Nas horas vagas, Daniela Nunes também gostava de cultivar verduras e cuidar das flores.
Pensar que, quando ficasse mais velha e se aposentasse em casa, poderia cultivar verduras, cuidar de árvores frutíferas e flores como sua mãe fazia, lhe parecia bastante agradável.
— Isso é bom, autossuficiência. O que nós mesmos plantamos, comemos sem preocupação.
— O quintal lá de casa também tem uma horta encostada no muro, com muitas verduras e frutas.
Só que eram os empregados que cuidavam e plantavam. As mulheres da Família Amaral eram ocupadas e não tinham tanto tempo para cultivar.

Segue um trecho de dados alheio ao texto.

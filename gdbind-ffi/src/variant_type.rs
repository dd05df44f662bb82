// Variant tags and operators. Order and values are fixed by the engine ABI.

/// Tag of the engine's universal value type.
#[repr(u32)]
#[derive(Clone, Copy, Debug, PartialEq, Eq, Hash, PartialOrd, Ord, Default)]
pub enum VariantType {
    #[default]
    Nil = 0,
    Bool = 1,
    Int = 2,
    Float = 3,
    String = 4,
    Vector2 = 5,
    Vector2i = 6,
    Rect2 = 7,
    Rect2i = 8,
    Vector3 = 9,
    Vector3i = 10,
    Transform2D = 11,
    Vector4 = 12,
    Vector4i = 13,
    Plane = 14,
    Quaternion = 15,
    Aabb = 16,
    Basis = 17,
    Transform3D = 18,
    Projection = 19,
    Color = 20,
    StringName = 21,
    NodePath = 22,
    Rid = 23,
    Object = 24,
    Callable = 25,
    Signal = 26,
    Dictionary = 27,
    Array = 28,
    PackedByteArray = 29,
    PackedInt32Array = 30,
    PackedInt64Array = 31,
    PackedFloat32Array = 32,
    PackedFloat64Array = 33,
    PackedStringArray = 34,
    PackedVector2Array = 35,
    PackedVector3Array = 36,
    PackedColorArray = 37,
    PackedVector4Array = 38,
}

impl VariantType {
    pub const COUNT: usize = 39;

    const ALL: [VariantType; Self::COUNT] = [
        VariantType::Nil,
        VariantType::Bool,
        VariantType::Int,
        VariantType::Float,
        VariantType::String,
        VariantType::Vector2,
        VariantType::Vector2i,
        VariantType::Rect2,
        VariantType::Rect2i,
        VariantType::Vector3,
        VariantType::Vector3i,
        VariantType::Transform2D,
        VariantType::Vector4,
        VariantType::Vector4i,
        VariantType::Plane,
        VariantType::Quaternion,
        VariantType::Aabb,
        VariantType::Basis,
        VariantType::Transform3D,
        VariantType::Projection,
        VariantType::Color,
        VariantType::StringName,
        VariantType::NodePath,
        VariantType::Rid,
        VariantType::Object,
        VariantType::Callable,
        VariantType::Signal,
        VariantType::Dictionary,
        VariantType::Array,
        VariantType::PackedByteArray,
        VariantType::PackedInt32Array,
        VariantType::PackedInt64Array,
        VariantType::PackedFloat32Array,
        VariantType::PackedFloat64Array,
        VariantType::PackedStringArray,
        VariantType::PackedVector2Array,
        VariantType::PackedVector3Array,
        VariantType::PackedColorArray,
        VariantType::PackedVector4Array,
    ];

    /// Decode a raw tag. Unknown tags yield `None`.
    #[inline]
    pub fn from_u32(raw: u32) -> Option<Self> {
        Self::ALL.get(raw as usize).copied()
    }

    #[inline]
    pub fn as_u32(self) -> u32 {
        self as u32
    }

    pub fn all() -> impl Iterator<Item = VariantType> {
        Self::ALL.into_iter()
    }

    /// True for the ten `Packed*Array` kinds.
    #[inline]
    pub fn is_packed_array(self) -> bool {
        (self as u32) >= VariantType::PackedByteArray as u32
    }

    /// Kinds whose payload is an engine allocation with a destructor.
    pub fn has_destructor(self) -> bool {
        matches!(
            self,
            VariantType::String
                | VariantType::StringName
                | VariantType::NodePath
                | VariantType::Callable
                | VariantType::Signal
                | VariantType::Dictionary
                | VariantType::Array
        ) || self.is_packed_array()
    }

    /// Width in machine words of the builtin token (0 for inline kinds).
    pub fn token_words(self) -> usize {
        match self {
            VariantType::String
            | VariantType::StringName
            | VariantType::NodePath
            | VariantType::Dictionary
            | VariantType::Array
            | VariantType::Object => 1,
            VariantType::Callable | VariantType::Signal => 2,
            t if t.is_packed_array() => 2,
            _ => 0,
        }
    }

    pub fn name(self) -> &'static str {
        match self {
            VariantType::Nil => "Nil",
            VariantType::Bool => "bool",
            VariantType::Int => "int",
            VariantType::Float => "float",
            VariantType::String => "String",
            VariantType::Vector2 => "Vector2",
            VariantType::Vector2i => "Vector2i",
            VariantType::Rect2 => "Rect2",
            VariantType::Rect2i => "Rect2i",
            VariantType::Vector3 => "Vector3",
            VariantType::Vector3i => "Vector3i",
            VariantType::Transform2D => "Transform2D",
            VariantType::Vector4 => "Vector4",
            VariantType::Vector4i => "Vector4i",
            VariantType::Plane => "Plane",
            VariantType::Quaternion => "Quaternion",
            VariantType::Aabb => "AABB",
            VariantType::Basis => "Basis",
            VariantType::Transform3D => "Transform3D",
            VariantType::Projection => "Projection",
            VariantType::Color => "Color",
            VariantType::StringName => "StringName",
            VariantType::NodePath => "NodePath",
            VariantType::Rid => "RID",
            VariantType::Object => "Object",
            VariantType::Callable => "Callable",
            VariantType::Signal => "Signal",
            VariantType::Dictionary => "Dictionary",
            VariantType::Array => "Array",
            VariantType::PackedByteArray => "PackedByteArray",
            VariantType::PackedInt32Array => "PackedInt32Array",
            VariantType::PackedInt64Array => "PackedInt64Array",
            VariantType::PackedFloat32Array => "PackedFloat32Array",
            VariantType::PackedFloat64Array => "PackedFloat64Array",
            VariantType::PackedStringArray => "PackedStringArray",
            VariantType::PackedVector2Array => "PackedVector2Array",
            VariantType::PackedVector3Array => "PackedVector3Array",
            VariantType::PackedColorArray => "PackedColorArray",
            VariantType::PackedVector4Array => "PackedVector4Array",
        }
    }
}

/// Operators accepted by `variant.evaluate` and the ptr operator evaluators.
#[repr(u32)]
#[derive(Clone, Copy, Debug, PartialEq, Eq, Hash)]
pub enum VariantOperator {
    Equal = 0,
    NotEqual = 1,
    Less = 2,
    LessEqual = 3,
    Greater = 4,
    GreaterEqual = 5,
    Add = 6,
    Subtract = 7,
    Multiply = 8,
    Divide = 9,
    Negate = 10,
    Positive = 11,
    Module = 12,
    Power = 13,
    ShiftLeft = 14,
    ShiftRight = 15,
    BitAnd = 16,
    BitOr = 17,
    BitXor = 18,
    BitNegate = 19,
    And = 20,
    Or = 21,
    Xor = 22,
    Not = 23,
    In = 24,
}

#[cfg(test)]
mod tests {
    use super::*;

    #[test]
    fn tags_round_trip_through_u32() {
        for ty in VariantType::all() {
            assert_eq!(VariantType::from_u32(ty.as_u32()), Some(ty));
        }
        assert_eq!(VariantType::from_u32(VariantType::COUNT as u32), None);
    }

    #[test]
    fn packed_arrays_are_the_tail_of_the_enum() {
        let packed: Vec<_> = VariantType::all().filter(|t| t.is_packed_array()).collect();
        assert_eq!(packed.len(), 10);
        assert_eq!(packed[0], VariantType::PackedByteArray);
        assert_eq!(packed[9], VariantType::PackedVector4Array);
    }

    #[test]
    fn token_widths_match_engine_layout() {
        assert_eq!(VariantType::String.token_words(), 1);
        assert_eq!(VariantType::Callable.token_words(), 2);
        assert_eq!(VariantType::PackedColorArray.token_words(), 2);
        assert_eq!(VariantType::Vector3.token_words(), 0);
    }
}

Daniela não se surpreendeu.
Ela já havia visitado a casa de outras pessoas e, basicamente, toda família separava um pequeno espaço no quintal para uma horta, plantando verduras da época. Comiam o que era próprio de cada estação, tudo muito fresco.
Nas palavras de Victor Amaral, o que eles mesmos plantavam era seguro para comer e muito mais saboroso.
As verduras compradas fora vinham de fazendas comerciais, onde o cultivo envolvia muita tecnologia. Cresciam bem e rápido, mas o sabor era diferente daquelas cultivadas em casa.
Após caminharem um pouco, os dois entraram em um pavilhão e se sentaram.
— Está com calor? Está cansada?
Victor perguntou com cuidado.
Daniela olhou ao redor e respondeu: — As árvores fazem sombra e hoje está ventando um pouco, então não está tão quente. Não estou cansada, nem um pouco.
Era um passeio, caminhando e admirando a vista. Como poderiam se cansar, se não estavam correndo ao redor do quintal?
— Victor, qual é a doença da sua Vóvó?
Daniela perguntou de repente.
Ela notou que o estado de espírito da senhora não estava muito bom.